Keine Debatte - aber Verschwörungstheorien
Eine Beobachtung, die viele im Stadtrat irritieren sollte. Doch die anderen Politiker gehen öffentlich nicht auf Gruhls Thesen ein. Einige verurteilen seine Kritik an der Person des Unternehmers sogar als "Verunglimpfung". Das verschlimmere das Problem, findet Annalena Schmidt. "Das Bedrohlichste an der Situation ist, dass die Debatte eben nicht geführt wird", sagt sie. Das wirke so, als ob Drews und seine Medien keine Verschwörungstheorien verbreiteten - "und dadurch strömen noch mehr Menschen dorthin".
Über 20.000 Klicks erreichen manche seiner Videos inzwischen. Und wenn wir Menschen auf den Straßen fragen, erwidern nicht wenige, dass sie die Informationen "interessant" fänden. Drews engagiere sich eben für Bautzen. Seine Kritiker wollten ihn doch nur "herunterputzen", weil er die Wahrheit über das Land sage. Für viele in Bautzen ist Drews ein Aufklärer, ein Held - und seine Kritiker das Feindbild.
Oberbürgermeister will Streitgespräch
Wir gehen zum Rathaus. Auch der SPD-Oberbürgermeister Alexander Ahrens hat bislang öffentliche Kritik an Großinvestor Drews vermieden. Die vergangenen Wochen haben ihn aber nachdenklich gemacht. Es sei jetzt wichtig, sagt Ahrens, "gerade auch diese Positionen, die ich mal als krude bezeichnen würde, zu widerlegen". Er wolle jetzt mit Drews öffentlich streiten. Er suche nur noch nach einem geeigneten Format.
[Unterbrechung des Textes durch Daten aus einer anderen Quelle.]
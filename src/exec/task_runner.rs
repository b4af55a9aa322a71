// src/exec/task_runner.rs

//! Individual task process runner.

use std::collections::VecDeque;
use std::process::Stdio;

use anyhow::{Context, Result};
use tokio::io::{AsyncBufReadExt, BufReader};
use tokio::process::Command;
use tokio::sync::mpsc;
use tracing::{debug, error, info};

use crate::dag::ScheduledTask;
use crate::engine::{RuntimeEvent, TaskOutcome};

/// How many trailing stderr lines to keep as failure diagnostics.
const STDERR_TAIL_LINES: usize = 20;

/// Run a single task process and emit a `TaskCompleted` event with its
/// outcome. A failure to spawn or wait is reported as a failed outcome so
/// the scheduler can cancel dependents.
pub async fn run_task(task: ScheduledTask, runtime_tx: mpsc::Sender<RuntimeEvent>) {
    let id = task.id;
    let name = task.name.clone();

    let outcome = match run_task_inner(task).await {
        Ok(outcome) => outcome,
        Err(err) => {
            error!(task = %name, error = %err, "task execution error");
            TaskOutcome::Failed {
                code: -1,
                diagnostics: err.to_string(),
            }
        }
    };

    let _ = runtime_tx
        .send(RuntimeEvent::TaskCompleted { task: id, outcome })
        .await;
}

async fn run_task_inner(task: ScheduledTask) -> Result<TaskOutcome> {
    info!(
        task = %task.name,
        cores = task.resources.cores,
        memory = %task.resources.memory,
        walltime = %task.resources.walltime,
        cmd = %task.command,
        "starting task process"
    );

    let mut cmd = Command::new("sh");
    cmd.arg("-c")
        .arg(&task.command)
        .stdout(Stdio::piped())
        .stderr(Stdio::piped())
        .kill_on_drop(true);

    let mut child = cmd
        .spawn()
        .with_context(|| format!("spawning process for task '{}'", task.name))?;

    // Consume stdout so buffers don't fill; log at debug.
    if let Some(stdout) = child.stdout.take() {
        let task_name = task.name.clone();
        tokio::spawn(async move {
            let mut lines = BufReader::new(stdout).lines();
            while let Ok(Some(line)) = lines.next_line().await {
                debug!(task = %task_name, "stdout: {}", line);
            }
        });
    }

    // Keep the tail of stderr as diagnostics for the run report.
    let stderr_tail = match child.stderr.take() {
        Some(stderr) => {
            let task_name = task.name.clone();
            tokio::spawn(async move {
                let mut tail: VecDeque<String> = VecDeque::with_capacity(STDERR_TAIL_LINES);
                let mut lines = BufReader::new(stderr).lines();
                while let Ok(Some(line)) = lines.next_line().await {
                    debug!(task = %task_name, "stderr: {}", line);
                    if tail.len() == STDERR_TAIL_LINES {
                        tail.pop_front();
                    }
                    tail.push_back(line);
                }
                tail.into_iter().collect::<Vec<_>>().join("\n")
            })
        }
        None => tokio::spawn(async { String::new() }),
    };

    let status = child
        .wait()
        .await
        .with_context(|| format!("waiting for process of task '{}'", task.name))?;

    let diagnostics = stderr_tail.await.unwrap_or_default();
    let code = status.code().unwrap_or(-1);

    info!(
        task = %task.name,
        exit_code = code,
        success = status.success(),
        "task process exited"
    );

    if status.success() {
        Ok(TaskOutcome::Success)
    } else {
        Ok(TaskOutcome::Failed { code, diagnostics })
    }
}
Drews sagt uns am Ende des Interviews, auch er wolle jetzt streiten, "um einen Konsens zu finden". Er wirkt in diesem Moment kampfeslustig, aber auch ein bisschen hilflos. Die Auseinandersetzungen der vergangenen Wochen haben Bautzen so tief gespalten, dass keiner hier mehr so recht weiß, wie man wieder zusammenfinden soll.